■ **Work order**: Reproduce each line of the material exactly as it reads.

■ **Working data**:
□ □ □

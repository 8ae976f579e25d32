//! Toast notifications.
//!
//! Injects a self-removing `div` at the bottom of the viewport. Used across
//! the admin pages for action feedback; errors stay on screen a little
//! longer than confirmations.

use wasm_bindgen::JsCast;
use web_sys::HtmlElement;

#[derive(Debug, Clone, Copy, PartialEq, Eq)]
pub enum Level {
    Info,
    Error,
}

impl Level {
    fn background(&self) -> &'static str {
        match self {
            Level::Info => "rgba(0, 0, 0, 0.8)",
            Level::Error => "rgba(179, 38, 30, 0.92)",
        }
    }

    fn duration_ms(&self) -> u32 {
        match self {
            Level::Info => 3000,
            Level::Error => 6000,
        }
    }
}

pub fn show(level: Level, message: &str) {
    if let Some(window) = web_sys::window() {
        if let Some(document) = window.document() {
            if let (Ok(toast), Some(body)) = (document.create_element("div"), document.body()) {
                toast.set_text_content(Some(message));
                let html_toast: HtmlElement = toast.unchecked_into();
                let style = html_toast.style();
                style.set_property("position", "fixed").ok();
                style.set_property("bottom", "20px").ok();
                style.set_property("left", "50%").ok();
                style.set_property("transform", "translateX(-50%)").ok();
                style.set_property("background", level.background()).ok();
                style.set_property("color", "#fff").ok();
                style.set_property("padding", "10px 20px").ok();
                style.set_property("border-radius", "4px").ok();
                style.set_property("z-index", "10000").ok();
                style.set_property("font-family", "Arial, sans-serif").ok();

                if body.append_child(&html_toast).is_ok() {
                    let timeout = level.duration_ms();
                    wasm_bindgen_futures::spawn_local(async move {
                        gloo_timers::future::TimeoutFuture::new(timeout).await;
                        if let Some(parent) = html_toast.parent_node() {
                            parent.remove_child(&html_toast).ok();
                        }
                    });
                }
            }
        }
    }
}

pub fn info(message: &str) {
    show(Level::Info, message);
}

pub fn error(message: &str) {
    show(Level::Error, message);
}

□ □ □

■ **Response area**:
repository 8ae976f579e25d32
//! Toast notifications.
//!
//! Injects a self-removing `div` at the bottom of the viewport. Used across
//! the admin pages for action feedback; errors stay on screen a little
//! longer than confirmations.

use wasm_bindgen::JsCast;
use web_sys::HtmlElement;

#[derive(Debug, Clone, Copy, PartialEq, Eq)]
pub enum Level {
    Info,
    Error,
}

impl Level {
    fn background(&self) -> &'static str {
        match self {
            Level::Info => "rgba(0, 0, 0, 0.8)",
            Level::Error => "rgba(179, 38, 30, 0.92)",
        }
    }

    fn duration_ms(&self) -> u32 {
        match self {
            Level::Info => 3000,
            Level::Error => 6000,
        }
    }
}

pub fn show(level: Level, message: &str) {
    if let Some(window) = web_sys::window() {
        if let Some(document) = window.document() {
            if let (Ok(toast), Some(body)) = (document.create_element("div"), document.body()) {
                toast.set_text_content(Some(message));
                let html_toast: HtmlElement = toast.unchecked_into();
                let style = html_toast.style();
                style.set_property("position", "fixed").ok();
                style.set_property("bottom", "20px").ok();
                style.set_property("left", "50%").ok();
                style.set_property("transform", "translateX(-50%)").ok();
                style.set_property("background", level.background()).ok();
                style.set_property("color", "#fff").ok();
                style.set_property("padding", "10px 20px").ok();
                style.set_property("border-radius", "4px").ok();
                style.set_property("z-index", "10000").ok();
                style.set_property("font-family", "Arial, sans-serif").ok();

                if body.append_child(&html_toast).is_ok() {
                    let timeout = level.duration_ms();
                    wasm_bindgen_futures::spawn_local(async move {
                        gloo_timers::future::TimeoutFuture::new(timeout).await;
                        if let Some(parent) = html_toast.parent_node() {
                            parent.remove_child(&html_toast).ok();
                        }
                    });
                }
            }
        }
    }
}

pub fn info(message: &str) {
    show(Level::Info, message);
}

pub fn error(message: &str) {
    show(Level::Error, message);
}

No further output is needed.